Mixed Media (Metal, Wax, Cotton, Ceramic Tile, Plaster), 2026

Artist Statement

In the fall of 2019, when I was a sophomore in high school, my father underwent a triple bypass surgery. It was to repair blocked arteries in his heart, and restore proper function to it. At the time, I did not fully grasp exactly how big a deal this was. The scope was not clear to me, the risks, the money, the time, the recovery – it was all something that I at the time never had to think about. That was on my parents. I wasn’t at the hospital for the surgery, I was only there in the days following. Even then my Dad was in a lot of pain. Not from the surgery site, but in his back from the way his arms were positioned during the surgery. This was a pain he could not be provided relief for. I recognized this, understood that there was nothing that the doctors could do for him at that moment, but I also recognized that I could. I wanted to help, so I stood and rubbed a pressure point on his hand, one I had recently seen online that was a point of pain relief. Whether or not it was actually helping is up for debate, I like to think it did something, but it’s neither here nor there as what is actually important about this memory is the act itself. The show of care. The first real one that I showed my dad in the sense of taking care of him instead of him taking care of me. Even steeped in the stress of that time I look back on this fondly. 

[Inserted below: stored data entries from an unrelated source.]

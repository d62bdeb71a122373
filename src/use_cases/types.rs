// Use-case level view of the world: a plain snapshot captured at a tick
// boundary. The wire format lives in the interface adapters; nothing here
// knows about serde.

use crate::domain::buffs::AppliedBuff;
use crate::domain::content::{AbilityId, HeroId, ItemId};
use crate::domain::entities::{
    CampId, CreepId, CreepKind, Lane, MonsterId, MonsterKind, PlayerId, ScoreLine, Team,
    TowerId, Visibility,
};
use crate::domain::math::Vec2;
use crate::domain::world::{MatchPhase, World};

#[derive(Debug, Clone)]
pub struct WorldSnapshot {
    pub tick: u64,
    pub phase: MatchPhase,
    /// Seconds of playing time; frozen while paused.
    pub clock: f32,
    pub kills_radiant: u32,
    pub kills_dire: u32,
    pub winner: Option<Team>,
    pub players: Vec<PlayerSnapshot>,
    pub towers: Vec<TowerSnapshot>,
    pub creeps: Vec<CreepSnapshot>,
    pub camps: Vec<CampSnapshot>,
    pub monsters: Vec<MonsterSnapshot>,
    pub messages: Vec<ChatSnapshot>,
    pub pings: Vec<PingSnapshot>,
}

#[derive(Debug, Clone)]
pub struct PlayerSnapshot {
    pub id: PlayerId,
    pub name: String,
    pub team: Team,
    pub is_bot: bool,
    pub connected: bool,
    pub ready: bool,
    pub hero: Option<HeroId>,
    pub level: u32,
    pub xp: u32,
    pub gold: u32,
    pub health: i32,
    pub max_health: i32,
    pub mana: i32,
    pub max_mana: i32,
    pub pos: Vec2,
    pub rot: f32,
    pub alive: bool,
    pub respawn_timer: f32,
    pub abilities: Vec<AbilitySnapshot>,
    pub inventory: Vec<Option<ItemStackSnapshot>>,
    pub buffs: Vec<BuffSnapshot>,
    pub score: ScoreLine,
    pub visible_to: Visibility,
}

#[derive(Debug, Clone, Copy)]
pub struct AbilitySnapshot {
    pub ability: AbilityId,
    pub level: u8,
    pub cooldown: f32,
}

#[derive(Debug, Clone, Copy)]
pub struct ItemStackSnapshot {
    pub item: ItemId,
    pub count: u32,
}

#[derive(Debug, Clone)]
pub struct BuffSnapshot {
    pub kind: &'static str,
    pub remaining: f32,
    pub stacks: u32,
}

impl BuffSnapshot {
    fn from_applied(b: &AppliedBuff) -> Self {
        Self {
            kind: b.kind.as_str(),
            remaining: b.remaining,
            stacks: b.stacks,
        }
    }
}

#[derive(Debug, Clone, Copy)]
pub struct TowerSnapshot {
    pub id: TowerId,
    pub team: Team,
    pub lane: Lane,
    pub tier: u8,
    pub pos: Vec2,
    pub health: i32,
    pub max_health: i32,
    pub under_attack: bool,
    pub alive: bool,
}

#[derive(Debug, Clone)]
pub struct CreepSnapshot {
    pub id: CreepId,
    pub team: Team,
    pub kind: CreepKind,
    pub lane: Lane,
    pub pos: Vec2,
    pub rot: f32,
    pub health: i32,
    pub max_health: i32,
    pub alive: bool,
    pub visible_to: Visibility,
}

#[derive(Debug, Clone, Copy)]
pub struct CampSnapshot {
    pub id: CampId,
    pub tier: u8,
    pub pos: Vec2,
    pub cleared: bool,
    pub respawn_in: f32,
}

#[derive(Debug, Clone)]
pub struct MonsterSnapshot {
    pub id: MonsterId,
    pub kind: MonsterKind,
    pub pos: Vec2,
    pub rot: f32,
    pub health: i32,
    pub max_health: i32,
    pub alive: bool,
    pub visible_to: Visibility,
}

#[derive(Debug, Clone)]
pub struct ChatSnapshot {
    pub sender: PlayerId,
    pub sender_name: String,
    pub team: Team,
    pub team_only: bool,
    pub content: String,
}

#[derive(Debug, Clone)]
pub struct PingSnapshot {
    pub sender: PlayerId,
    pub team: Team,
    pub kind: String,
    pub pos: Vec2,
}

impl WorldSnapshot {
    pub fn capture(world: &World) -> Self {
        let store = &world.store;
        Self {
            tick: world.tick,
            phase: world.phase,
            clock: world.clock,
            kills_radiant: world.scores.radiant,
            kills_dire: world.scores.dire,
            winner: world.winner,
            players: store
                .players
                .iter()
                .map(|p| PlayerSnapshot {
                    id: p.id,
                    name: p.name.clone(),
                    team: p.team,
                    is_bot: p.is_bot,
                    connected: p.connected,
                    ready: p.ready,
                    hero: p.hero,
                    level: p.level,
                    xp: p.xp,
                    gold: p.gold,
                    health: p.health,
                    max_health: p.max_health,
                    mana: p.mana,
                    max_mana: p.max_mana,
                    pos: p.pos,
                    rot: p.rot,
                    alive: p.alive,
                    respawn_timer: p.respawn_timer,
                    abilities: p
                        .abilities
                        .iter()
                        .map(|a| AbilitySnapshot {
                            ability: a.ability,
                            level: a.level,
                            cooldown: a.cooldown,
                        })
                        .collect(),
                    inventory: p
                        .inventory
                        .iter()
                        .map(|slot| {
                            slot.map(|s| ItemStackSnapshot {
                                item: s.item,
                                count: s.count,
                            })
                        })
                        .collect(),
                    buffs: p.buffs.iter().map(BuffSnapshot::from_applied).collect(),
                    score: p.score,
                    visible_to: p.visible_to,
                })
                .collect(),
            towers: store
                .towers
                .iter()
                .map(|t| TowerSnapshot {
                    id: t.id,
                    team: t.team,
                    lane: t.lane,
                    tier: t.tier,
                    pos: t.pos,
                    health: t.health,
                    max_health: t.max_health,
                    under_attack: t.under_attack,
                    alive: t.alive,
                })
                .collect(),
            creeps: store
                .creeps
                .iter()
                .map(|c| CreepSnapshot {
                    id: c.id,
                    team: c.team,
                    kind: c.kind,
                    lane: c.lane,
                    pos: c.pos,
                    rot: c.rot,
                    health: c.health,
                    max_health: c.max_health,
                    alive: c.alive,
                    visible_to: c.visible_to,
                })
                .collect(),
            camps: store
                .camps
                .iter()
                .map(|c| CampSnapshot {
                    id: c.id,
                    tier: c.tier,
                    pos: c.pos,
                    cleared: c.cleared,
                    respawn_in: c.respawn_in,
                })
                .collect(),
            monsters: store
                .monsters
                .iter()
                .map(|m| MonsterSnapshot {
                    id: m.id,
                    kind: m.kind,
                    pos: m.pos,
                    rot: m.rot,
                    health: m.health,
                    max_health: m.max_health,
                    alive: m.alive,
                    visible_to: m.visible_to,
                })
                .collect(),
            messages: store
                .messages
                .iter()
                .map(|m| ChatSnapshot {
                    sender: m.sender,
                    sender_name: m.sender_name.clone(),
                    team: m.team,
                    team_only: m.team_only,
                    content: m.content.clone(),
                })
                .collect(),
            pings: store
                .pings
                .iter()
                .map(|p| PingSnapshot {
                    sender: p.sender,
                    team: p.team,
                    kind: p.kind.clone(),
                    pos: p.pos,
                })
                .collect(),
        }
    }
}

Through this piece I conveyed the pain melting and falling away as I hoped it would in the moment through my actions. The wax that is cast from a mold of my dad’s back melting off the internal structure and falls unsteadily into a casting of my hands, posed in the same position that I was in while massaging his hand. The tiles that catch the wax and support my hands are ones taken from my childhood home, a place of comfort and rest to me even now. The piece as a whole is a representation of support I hoped to show my parents, and a way to pay tribute to how they take care of me.